Thanks so much! I’d love to get your feedback if you end up deploying it. I’ve been staring at this codebase for so long that I’m sure I have some tunnel vision and might be blind to obvious issues. Let me know what you think!


I appreciate the feedback and the 2p! I definitely don’t take it personally. I completely understand the skepticism around AI in this community, which is why I don’t hide it. At the end of the day, the core engine, the distroless container architecture, and the threat model were entirely engineered by me. HoneyWire is fully open-source and transparent, so anyone is welcome to audit the codebase. I also have several other public, non-AI projects on my GitHub if anyone wants to vet my background. But fair point I’ll make sure to be more upfront about using it as a scaffolding tool in future posts


No issue that’s a completely fair question, yes AI was used as an accelerator for writing boilerplate code, scaffolding the initial UI layout, and helping me structure the documentation. However, the core security logic, container architecture, and threat model were entirely designed and verified by me. I have about 8-9 years of software development experience. While HoneyWire is my first major public release, it’s the culmination of years of building internal tools, network utilities, and lab environments.
Because security is the primary focus, I deliberately designed the architecture to minimize risks. I highly encourage you to review the source code on GitHub, I’d be happy to receive feedback about the architecture or any threat-modeling critiques!


AI Disclosure: As a student and solo developer/maintainer, I used AI as a “junior dev” during project development to help accelerate boilerplate writing and documentation. All core architecture, system structure, and security logic were fully designed and implemented by me.
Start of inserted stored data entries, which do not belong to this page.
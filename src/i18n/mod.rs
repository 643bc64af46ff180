// SPDX-License-Identifier: MPL-2.0
//! Internationalization (i18n) support for the application.
//!
//! This module provides localization capabilities using the Fluent localization system.
//! It supplies the default display strings of the selection box and the
//! labels of the demo window.
//!
//! # Features
//!
//! - Automatic locale detection from CLI, config, or system settings
//! - `.ftl` translation files embedded at build time
//! - Fallback to default locale when translations are missing

pub mod fluent;
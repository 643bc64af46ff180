// SPDX-License-Identifier: MPL-2.0
//! File dialog port definition.

use crate::domain::{AcceptFilter, File};
use futures_util::future::BoxFuture;

/// What the selection box asks the dialog to show.
#[derive(Debug, Clone, PartialEq, Eq)]
pub struct DialogRequest {
    /// Restricts the pickable set. Empty means any file.
    pub filter: AcceptFilter,
    /// Whether several files may be picked at once.
    pub multiple: bool,
}

/// Port for presenting a file picker.
///
/// The returned future resolves to the picked files, or an empty batch when
/// the user cancels. Cancellation is not an error.
///
/// # Example
///
/// ```ignore
/// use iced_dragbox::application::port::{DialogRequest, FileDialog};
///
/// fn browse(dialog: &impl FileDialog, request: DialogRequest) -> iced::Task<Message> {
///     iced::Task::perform(dialog.present(request), Message::DialogClosed)
/// }
/// ```
pub trait FileDialog {
    /// Presents the dialog for `request`.
    fn present(&self, request: DialogRequest) -> BoxFuture<'static, Vec<File>>;
}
That’s exactly how it works. You deploy these low-interaction decoys (traps) across your internal network to act as tripwires. Since legitimate users have no reason to touch them, any interaction is a high-fidelity alert indicating a potential breach or lateral movement. Right now, you can spin up a few different types of traps, like a network scan detector that sits completely quietly and triggers an alert if it detects a port or network scan hitting that specific node, or a Web Router Login Page, that looks like a legacy admin interface and instantly alerts you if someone tries to brute-force or log in. The best part about HoneyWire’s architecture is that developing new sensors is the easiest part, so the ecosystem is designed to be highly extensible as the community grows.
Glad to hear it fits your home network use case! I’d love to know how your deployment goes please feel free to drop any feedback (good or bad) once you get it running!
To answer your questions:
Each sensor decoy image is under 5MB, built as a distroless container running a single, statically compiled Go binary. i built it to hopefully be compatible with any hardware you may have available.
There is currently no way to export events logs, I’ll add that to the todo list!
Thanks so much for taking the time to check out the codebase and ask these!